Polícia prende madrasta e avó de criança morta sob tortura em São Paulo
Mulheres sabiam que a criança era mantida acorrentada pelo pai; crime ocorreu na Zona Leste da capital

A polícia prendeu a madrasta e a avó do menino de 11 anos morto na Zona Leste de SP com sinais de tortura. Ambas sabiam que a criança era mantida acorrentada pelo pai.

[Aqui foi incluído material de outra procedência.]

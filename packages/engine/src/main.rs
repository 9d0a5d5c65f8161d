// packages/engine/src/main.rs
//! Calltrace log dump
//!
//! Reads a call log to its end and prints every recording as JSON.
//!
//! Usage: `calltrace-dump <log> [config]`

use anyhow::{bail, Context, Result};
use calltrace_engine::observability::{init_metrics, init_tracing, render_metrics};
use calltrace_engine::reader::{LogReader, ReaderConfig};
use calltrace_engine::tree::{ExportFormat, TreeExporter};
use calltrace_engine::utils::config::EngineConfig;
use std::path::PathBuf;
use std::time::Duration;
use tracing::{info, warn};

const READ_TIMEOUT: Duration = Duration::from_secs(300);

#[tokio::main]
async fn main() -> Result<()> {
    let mut args = std::env::args().skip(1);
    let Some(log_path) = args.next().map(PathBuf::from) else {
        bail!("usage: calltrace-dump <log> [config]");
    };
    let config_path = args.next().map(PathBuf::from);

    let config = EngineConfig::load(config_path.as_deref()).context("Failed to load configuration")?;
    init_tracing(config.observability.json_logs)?;
    if config.observability.metrics_enabled {
        init_metrics()?;
    }

    info!("Calltrace dump v{}", calltrace_engine::VERSION);

    let index = config.index.build()?;
    let reader_config = ReaderConfig {
        follow: false,
        ..config.reader.clone()
    };
    let reader = LogReader::open_file(&log_path, reader_config, index)
        .await
        .with_context(|| format!("Failed to open {}", log_path.display()))?;

    if !reader.await_finished(READ_TIMEOUT).await? {
        warn!("Gave up waiting for {} after {:?}", log_path.display(), READ_TIMEOUT);
        reader.close().await;
    }

    let recordings = reader.recordings();
    let incomplete = recordings.iter().filter(|r| !r.is_complete()).count();
    info!("Read {} recordings ({} incomplete)", recordings.len(), incomplete);

    let exporter = TreeExporter::new(ExportFormat::Json);
    println!("{}", exporter.export_all(reader.process_metadata().as_ref(), &recordings)?);

    if let Some(metrics) = render_metrics() {
        eprintln!("{}", metrics);
    }
    Ok(())
}
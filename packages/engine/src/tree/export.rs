// packages/engine/src/tree/export.rs
//! Export recordings as JSON
//!
//! Partial recordings export too: calls whose exit has not arrived have
//! neither `result` nor `thrown`, and values that fail to decode are
//! exported as `not_recorded`.

use crate::model::{ProcessMetadata, RecordingMetadata};
use crate::objects::ObjectRecord;
use crate::tree::recording::{CallRecord, Recording};
use crate::utils::errors::{EngineError, Result};
use serde::Serialize;
use tracing::{debug, warn};

/// Output layout
#[derive(Debug, Clone, Copy, PartialEq, Eq)]
pub enum ExportFormat {
    /// Indented JSON document
    Json,

    /// One recording per line
    JsonLines,
}

/// Exported recording
#[derive(Debug, Serialize)]
pub struct ExportedRecording {
    pub id: i32,
    pub complete: bool,
    pub data_loss: bool,
    pub metadata: Option<RecordingMetadata>,
    pub root: Option<ExportedCall>,
}

/// Exported call with its subtree
#[derive(Debug, Serialize)]
pub struct ExportedCall {
    pub call_id: u64,
    pub method: String,
    pub callee: ObjectRecord,
    pub args: Vec<ObjectRecord>,
    #[serde(skip_serializing_if = "Option::is_none")]
    pub result: Option<ObjectRecord>,
    #[serde(skip_serializing_if = "Option::is_none")]
    pub thrown: Option<ObjectRecord>,
    pub fully_recorded: bool,
    #[serde(skip_serializing_if = "Option::is_none")]
    pub enter_timestamp: Option<i64>,
    #[serde(skip_serializing_if = "Option::is_none")]
    pub exit_timestamp: Option<i64>,
    pub children: Vec<ExportedCall>,
}

#[derive(Serialize)]
struct ExportedLog<'a> {
    process: Option<&'a ProcessMetadata>,
    recordings: &'a [ExportedRecording],
}

/// Serializes assembled recordings
pub struct TreeExporter {
    format: ExportFormat,
}

impl TreeExporter {
    pub fn new(format: ExportFormat) -> Self {
        Self { format }
    }

    /// Export one recording
    pub fn export(&self, recording: &Recording) -> Result<String> {
        let exported = self.build(recording)?;
        match self.format {
            ExportFormat::Json => to_pretty(&exported),
            ExportFormat::JsonLines => to_line(&exported),
        }
    }

    /// Export a whole log
    pub fn export_all(&self, process: Option<&ProcessMetadata>, recordings: &[Recording]) -> Result<String> {
        debug!("Exporting {} recordings to {:?}", recordings.len(), self.format);
        let exported = recordings
            .iter()
            .map(|recording| self.build(recording))
            .collect::<Result<Vec<_>>>()?;

        match self.format {
            ExportFormat::Json => to_pretty(&ExportedLog {
                process,
                recordings: &exported,
            }),
            ExportFormat::JsonLines => {
                let lines = exported.iter().map(to_line).collect::<Result<Vec<_>>>()?;
                Ok(lines.join("\n"))
            }
        }
    }

    /// Build the serializable tree of a recording
    pub fn build(&self, recording: &Recording) -> Result<ExportedRecording> {
        Ok(ExportedRecording {
            id: recording.id(),
            complete: recording.is_complete(),
            data_loss: recording.has_data_loss(),
            metadata: recording.metadata(),
            root: recording.root()?.map(|root| export_call(&root)).transpose()?,
        })
    }
}

fn export_call(call: &CallRecord) -> Result<ExportedCall> {
    let children = call
        .children()?
        .iter()
        .map(export_call)
        .collect::<Result<Vec<_>>>()?;

    Ok(ExportedCall {
        call_id: call.call_id().0,
        method: call.method_name(),
        callee: or_not_recorded(call, "callee", call.callee()),
        args: call.args().unwrap_or_else(|e| {
            warn!("Arguments of call {} not decodable: {}", call.call_id(), e);
            Vec::new()
        }),
        result: call.return_value().unwrap_or(None),
        thrown: call.thrown().unwrap_or(None),
        fully_recorded: call.is_fully_recorded(),
        enter_timestamp: call.enter_timestamp().unwrap_or(None),
        exit_timestamp: call.exit_timestamp().unwrap_or(None),
        children,
    })
}

fn or_not_recorded(call: &CallRecord, what: &str, value: Result<ObjectRecord>) -> ObjectRecord {
    value.unwrap_or_else(|e| {
        warn!("The {} of call {} is not decodable: {}", what, call.call_id(), e);
        ObjectRecord::NotRecorded
    })
}

fn to_pretty<T: Serialize>(value: &T) -> Result<String> {
    serde_json::to_string_pretty(value)
        .map_err(|e| EngineError::EncodingFailed(format!("JSON serialization error: {}", e)))
}

fn to_line<T: Serialize>(value: &T) -> Result<String> {
    serde_json::to_string(value).map_err(|e| EngineError::EncodingFailed(format!("JSON serialization error: {}", e)))
}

A Polícia Civil de São Paulo efetuou, na noite desta quarta-feira (13), a prisão da madrasta e da avó de um menino de 11 anos, encontrado morto com evidências de maus-tratos na Zona Leste da capital. As mulheres, de 42 e 81 anos, são investigadas por suspeita de tortura qualificada. A detenção ocorreu após as autoridades confirmarem que ambas tinham conhecimento de que a criança era mantida em cárcere privado, utilizando correntes presas aos móveis da residência.
O pai da vítima já havia sido preso em flagrante no início da semana. Em depoimento, ele admitiu que imobilizava o filho para, segundo sua versão, evitar episódios de fuga. Contudo, relatórios do serviço de emergência indicaram que o corpo do garoto apresentava hematomas diversos e sinais de desnutrição severa no momento do óbito. Policiais apreenderam correntes e equipamentos eletrônicos no imóvel para análise pericial, incluindo o sistema de câmeras da casa.
Testemunhos de vizinhos revelaram que a existência da criança era desconhecida por muitos moradores da rua, sugerindo um isolamento profundo da vítima. O caso, agora concentrado no 50º DP (Itaim Paulista), busca esclarecer se o óbito foi causado diretamente pelas agressões ou pelas condições extremas de privação de liberdade. A Justiça já converteu a prisão do pai em preventiva enquanto aguarda os laudos definitivos do Instituto Médico Legal.